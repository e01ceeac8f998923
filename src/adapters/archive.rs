use crate::utils::error::{MoittError, Result};
use flate2::read::GzDecoder;
use std::fs;
use std::path::Path;

/// Unpacks a `.tar.gz` into `dest`, creating it when missing.
pub async fn unpack_tar_gz(archive: &Path, dest: &Path) -> Result<()> {
    let archive = archive.to_path_buf();
    let dest = dest.to_path_buf();

    tokio::task::spawn_blocking(move || unpack_blocking(&archive, &dest))
        .await
        .map_err(|e| MoittError::ArchiveError {
            message: format!("unpack task failed: {}", e),
        })?
}

fn unpack_blocking(archive: &Path, dest: &Path) -> Result<()> {
    fs::create_dir_all(dest)?;
    let file = fs::File::open(archive)?;
    let mut tarball = tar::Archive::new(GzDecoder::new(file));
    tarball
        .unpack(dest)
        .map_err(|e| MoittError::ArchiveError {
            message: format!("failed to unpack {}: {}", archive.display(), e),
        })?;
    tracing::debug!("Unpacked {} into {}", archive.display(), dest.display());
    Ok(())
}

/// 搬移檔案；跨檔案系統時改用複製後刪除
pub fn move_file(from: &Path, to: &Path) -> Result<()> {
    if let Some(parent) = to.parent() {
        if !parent.as_os_str().is_empty() {
            fs::create_dir_all(parent)?;
        }
    }
    if fs::rename(from, to).is_err() {
        copy_then_remove(from, to)?;
    }
    Ok(())
}

/// 複製後刪除；符號連結照原目標重建，不跟隨連結
fn copy_then_remove(from: &Path, to: &Path) -> Result<()> {
    if fs::symlink_metadata(from)?.file_type().is_symlink() {
        let target = fs::read_link(from)?;
        if fs::symlink_metadata(to).is_ok() {
            fs::remove_file(to)?;
        }
        symlink(&target, to)?;
    } else {
        fs::copy(from, to)?;
    }
    fs::remove_file(from)?;
    Ok(())
}

#[cfg(unix)]
pub fn set_mode(path: &Path, mode: u32) -> Result<()> {
    use std::os::unix::fs::PermissionsExt;
    fs::set_permissions(path, fs::Permissions::from_mode(mode))?;
    Ok(())
}

#[cfg(not(unix))]
pub fn set_mode(_path: &Path, _mode: u32) -> Result<()> {
    Ok(())
}

/// Creates the directory and applies `mode` to it.
pub fn create_dir_with_mode(path: &Path, mode: u32) -> Result<()> {
    fs::create_dir_all(path)?;
    set_mode(path, mode)
}

#[cfg(unix)]
pub fn symlink(target: &Path, link: &Path) -> Result<()> {
    std::os::unix::fs::symlink(target, link)?;
    Ok(())
}

#[cfg(not(unix))]
pub fn symlink(target: &Path, link: &Path) -> Result<()> {
    let base = link.parent().unwrap_or_else(|| Path::new("."));
    fs::copy(base.join(target), link)?;
    Ok(())
}
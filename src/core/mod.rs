pub mod engine;
pub mod istio;
pub mod kube;
pub mod ocp;
pub mod puller;
pub mod shell;
pub mod wait;

pub use crate::domain::model::{CommandOutput, CommandSpec, Component, Operation};
pub use crate::domain::ports::{CommandRunner, Workflow};
pub use crate::utils::error::Result;
use serde::{Deserialize, Serialize};
use std::fmt;
use std::path::PathBuf;

#[derive(Debug, Clone, Copy, PartialEq, Eq, Serialize, Deserialize)]
#[cfg_attr(feature = "cli", derive(clap::ValueEnum))]
#[serde(rename_all = "kebab-case")]
pub enum Component {
    Ocp,
    RegistryPuller,
    Istio,
}

impl fmt::Display for Component {
    fn fmt(&self, f: &mut fmt::Formatter<'_>) -> fmt::Result {
        let name = match self {
            Component::Ocp => "ocp",
            Component::RegistryPuller => "registry-puller",
            Component::Istio => "istio",
        };
        f.write_str(name)
    }
}

#[derive(Debug, Clone, Copy, PartialEq, Eq, Serialize, Deserialize)]
pub enum Operation {
    Install,
    Uninstall,
}

impl fmt::Display for Operation {
    fn fmt(&self, f: &mut fmt::Formatter<'_>) -> fmt::Result {
        match self {
            Operation::Install => f.write_str("install"),
            Operation::Uninstall => f.write_str("uninstall"),
        }
    }
}

/// 使用者帳密
#[derive(Clone, PartialEq, Eq)]
pub struct Credentials {
    pub username: String,
    pub password: String,
}

impl Credentials {
    pub fn new(username: impl Into<String>, password: impl Into<String>) -> Self {
        Self {
            username: username.into(),
            password: password.into(),
        }
    }
}

// 不輸出密碼
impl fmt::Debug for Credentials {
    fn fmt(&self, f: &mut fmt::Formatter<'_>) -> fmt::Result {
        f.debug_struct("Credentials")
            .field("username", &self.username)
            .field("password", &"***")
            .finish()
    }
}

/// Service account style login against an explicit API server.
#[derive(Debug, Clone, PartialEq, Eq)]
pub struct BotCredentials {
    pub credentials: Credentials,
    pub server: String,
}

/// A single external command invocation.
#[derive(Debug, Clone, PartialEq, Eq)]
pub struct CommandSpec {
    pub program: String,
    pub args: Vec<String>,
    pub env: Vec<(String, String)>,
    pub current_dir: Option<PathBuf>,
    /// When false a non-zero exit is reported back instead of failing the step.
    pub check: bool,
    /// Keep stdout out of the info log, e.g. for `-o json` queries.
    pub quiet: bool,
    pub stdin: Option<String>,
}

impl CommandSpec {
    pub fn new<I, S>(program: impl Into<String>, args: I) -> Self
    where
        I: IntoIterator<Item = S>,
        S: Into<String>,
    {
        Self {
            program: program.into(),
            args: args.into_iter().map(Into::into).collect(),
            env: Vec::new(),
            current_dir: None,
            check: true,
            quiet: false,
            stdin: None,
        }
    }

    pub fn env(mut self, key: impl Into<String>, value: impl Into<String>) -> Self {
        self.env.push((key.into(), value.into()));
        self
    }

    pub fn current_dir(mut self, dir: impl Into<PathBuf>) -> Self {
        self.current_dir = Some(dir.into());
        self
    }

    pub fn unchecked(mut self) -> Self {
        self.check = false;
        self
    }

    pub fn quiet(mut self) -> Self {
        self.quiet = true;
        self
    }

    pub fn stdin(mut self, input: impl Into<String>) -> Self {
        self.stdin = Some(input.into());
        self
    }

    /// Printable form with secrets after `-p` masked.
    pub fn display(&self) -> String {
        let mut parts = vec![self.program.clone()];
        let mut mask_next = false;
        for arg in &self.args {
            if mask_next {
                parts.push("***".to_string());
                mask_next = false;
                continue;
            }
            if let Some(rest) = arg.strip_prefix("--from-literal=token=") {
                if !rest.is_empty() {
                    parts.push("--from-literal=token=***".to_string());
                    continue;
                }
            }
            if arg == "-p" || arg == "--password" {
                mask_next = true;
            }
            parts.push(arg.clone());
        }
        parts.join(" ")
    }
}

#[derive(Debug, Clone, Default, PartialEq, Eq)]
pub struct CommandOutput {
    pub code: Option<i32>,
    pub stdout: String,
    pub stderr: String,
}

impl CommandOutput {
    pub fn success(stdout: impl Into<String>) -> Self {
        Self {
            code: Some(0),
            stdout: stdout.into(),
            stderr: String::new(),
        }
    }

    pub fn failure(code: i32, stderr: impl Into<String>) -> Self {
        Self {
            code: Some(code),
            stdout: String::new(),
            stderr: stderr.into(),
        }
    }

    pub fn is_success(&self) -> bool {
        self.code == Some(0)
    }
}

#[cfg(test)]
mod tests {
    use super::*;

    #[test]
    fn test_display_masks_password() {
        let spec = CommandSpec::new("oc", ["login", "-u", "kubeadmin", "-p", "s3cret"]);
        assert_eq!(spec.display(), "oc login -u kubeadmin -p ***");

        let secret = CommandSpec::new("oc", ["create", "secret", "--from-literal=token=abc"]);
        assert_eq!(secret.display(), "oc create secret --from-literal=token=***");
    }

    #[test]
    fn test_credentials_debug_hides_password() {
        let creds = Credentials::new("qe1", "qe1pw");
        let printed = format!("{:?}", creds);
        assert!(printed.contains("qe1"));
        assert!(!printed.contains("qe1pw"));
    }

    #[test]
    fn test_component_display() {
        assert_eq!(Component::RegistryPuller.to_string(), "registry-puller");
        assert_eq!(Operation::Uninstall.to_string(), "uninstall");
    }
}
pub mod adapters;
pub mod app;
pub mod config;
pub mod core;
pub mod domain;
pub mod utils;

#[doc(hidden)]
pub mod testing;

#[cfg(feature = "cli")]
pub use config::CliConfig;

pub use adapters::process::ProcessRunner;
pub use app::{Orchestrator, RunOptions};
pub use config::{env::EnvConfig, settings::Settings};
pub use core::engine::RunReport;
pub use utils::error::{MoittError, Result};
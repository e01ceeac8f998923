use crate::core::shell::Shell;
use crate::utils::error::{MoittError, Result};
use std::path::PathBuf;
use std::sync::Arc;
use std::time::Duration;

pub const DEFAULT_NAMESPACE: &str = "registry-puller";
const SECRET_CONFIGMAP: &str = "registry-secret";

/// Deploys the registry puller, which copies the pull secret into every namespace.
pub struct RegistryPuller {
    shell: Arc<Shell>,
    secret_file: PathBuf,
    namespace: String,
    manifest: PathBuf,
    rollout_timeout: Duration,
}

impl RegistryPuller {
    pub fn new(
        shell: Arc<Shell>,
        secret_file: impl Into<PathBuf>,
        manifest: impl Into<PathBuf>,
        rollout_timeout: Duration,
    ) -> Self {
        Self {
            shell,
            secret_file: secret_file.into(),
            namespace: DEFAULT_NAMESPACE.to_string(),
            manifest: manifest.into(),
            rollout_timeout,
        }
    }

    /// Prepares the namespace and the config map holding the pull secret.
    pub async fn build(&self) -> Result<()> {
        if !self.secret_file.is_file() {
            return Err(MoittError::InvalidConfigValueError {
                field: "PULL_SEC".to_string(),
                value: self.secret_file.display().to_string(),
                reason: "pull secret file does not exist".to_string(),
            });
        }

        tracing::info!("🔧 Preparing registry puller in {}", self.namespace);
        self.shell.ensure_project(&self.namespace).await?;

        let from_file = format!("--from-file=secret.yaml={}", self.secret_file.display());
        self.shell
            .oc([
                "delete",
                "configmap",
                SECRET_CONFIGMAP,
                "-n",
                self.namespace.as_str(),
                "--ignore-not-found",
            ])
            .await?;
        self.shell
            .oc([
                "create",
                "configmap",
                SECRET_CONFIGMAP,
                "-n",
                self.namespace.as_str(),
                from_file.as_str(),
            ])
            .await?;
        Ok(())
    }

    pub async fn execute(&self) -> Result<()> {
        tracing::info!("🚀 Deploying registry puller");
        self.shell.apply_file(&self.namespace, &self.manifest).await?;

        let timeout = format!("--timeout={}s", self.rollout_timeout.as_secs());
        self.shell
            .oc([
                "rollout",
                "status",
                "deployment/registry-puller",
                "-n",
                self.namespace.as_str(),
                timeout.as_str(),
            ])
            .await?;
        tracing::info!("✅ Registry puller is running");
        Ok(())
    }

    pub async fn remove(&self) -> Result<()> {
        tracing::info!("🧹 Removing registry puller");
        self.shell.delete_file(&self.namespace, &self.manifest).await?;
        self.shell.delete_project(&self.namespace).await?;
        Ok(())
    }
}
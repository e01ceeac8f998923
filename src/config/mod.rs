pub mod env;
pub mod settings;

#[cfg(feature = "cli")]
use crate::domain::model::{Component, Operation};
#[cfg(feature = "cli")]
use crate::utils::error::Result;
#[cfg(feature = "cli")]
use crate::utils::validation::{validate_non_empty_string, validate_path, Validate};
#[cfg(feature = "cli")]
use clap::{ArgGroup, Parser};

#[cfg(feature = "cli")]
#[derive(Debug, Clone, Parser)]
#[command(name = "moitt")]
#[command(about = "Select an operation and component(s)")]
#[command(group(ArgGroup::new("operation").required(true).args(["install", "uninstall"])))]
pub struct CliConfig {
    #[arg(short, long, help = "install operation")]
    pub install: bool,

    #[arg(short, long, help = "uninstall operation")]
    pub uninstall: bool,

    #[arg(short, long, value_enum, help = "Specify Component from ocp, registry-puller, istio")]
    pub component: Option<Component>,

    #[arg(short, long, default_value = "assets", help = "OCP cluster config assets directory path")]
    pub directory: String,

    #[arg(short, long, default_value = "4.3.9", help = "OCP installer version")]
    pub version: String,

    #[arg(short, long, help = "install istio operator from quay.io")]
    pub quay: bool,

    #[arg(short, long, default_value = "stable", help = "OLM release channel")]
    pub release: String,

    #[arg(long, default_value = "moitt.toml", help = "Path to the optional settings file")]
    pub config: String,

    #[arg(long, help = "Enable verbose output")]
    pub verbose: bool,

    #[arg(long, help = "Emit logs as JSON")]
    pub json_logs: bool,
}

#[cfg(feature = "cli")]
impl CliConfig {
    pub fn operation(&self) -> Operation {
        if self.uninstall {
            Operation::Uninstall
        } else {
            Operation::Install
        }
    }
}

#[cfg(feature = "cli")]
impl Validate for CliConfig {
    fn validate(&self) -> Result<()> {
        validate_path("directory", &self.directory)?;
        validate_non_empty_string("version", &self.version)?;
        validate_non_empty_string("release", &self.release)?;
        Ok(())
    }
}
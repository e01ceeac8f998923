mod istio;
mod ocp;
mod puller;

pub use istio::IstioWorkflow;
pub use ocp::OcpWorkflow;
pub use puller::PullerWorkflow;

use crate::core::ocp::OcpCluster;
use crate::utils::error::Result;
use std::future::Future;

/// Runs `steps` after a successful login and always logs out afterwards.
pub(crate) async fn logged_in<L, S>(cluster: &OcpCluster, login: L, steps: S) -> Result<()>
where
    L: Future<Output = Result<()>>,
    S: Future<Output = Result<()>>,
{
    login.await?;
    let result = steps.await;
    cluster.logout().await;
    result
}
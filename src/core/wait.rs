//! Bounded polling for readiness checks.

use crate::utils::error::{MoittError, Result};
use std::future::Future;
use std::time::Duration;
use tokio::time::Instant;

/// Polls `condition` every `interval` until it reports ready or `timeout` elapses.
///
/// Errors from the condition end the wait immediately.
pub async fn wait_until<F, Fut>(what: &str, timeout: Duration, interval: Duration, mut condition: F) -> Result<()>
where
    F: FnMut() -> Fut,
    Fut: Future<Output = Result<bool>>,
{
    let start = Instant::now();
    let mut attempt: u32 = 0;
    loop {
        attempt += 1;
        if condition().await? {
            tracing::info!("✅ {} ready after {:?}", what, start.elapsed());
            return Ok(());
        }
        if start.elapsed() + interval > timeout {
            return Err(MoittError::Timeout {
                what: what.to_string(),
                seconds: timeout.as_secs(),
            });
        }
        tracing::debug!("{} not ready yet (attempt {}), retrying in {:?}", what, attempt, interval);
        tokio::time::sleep(interval).await;
    }
}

************

How many of the lines in the data above carry the word "Parser"? Say the number and nothing else.

2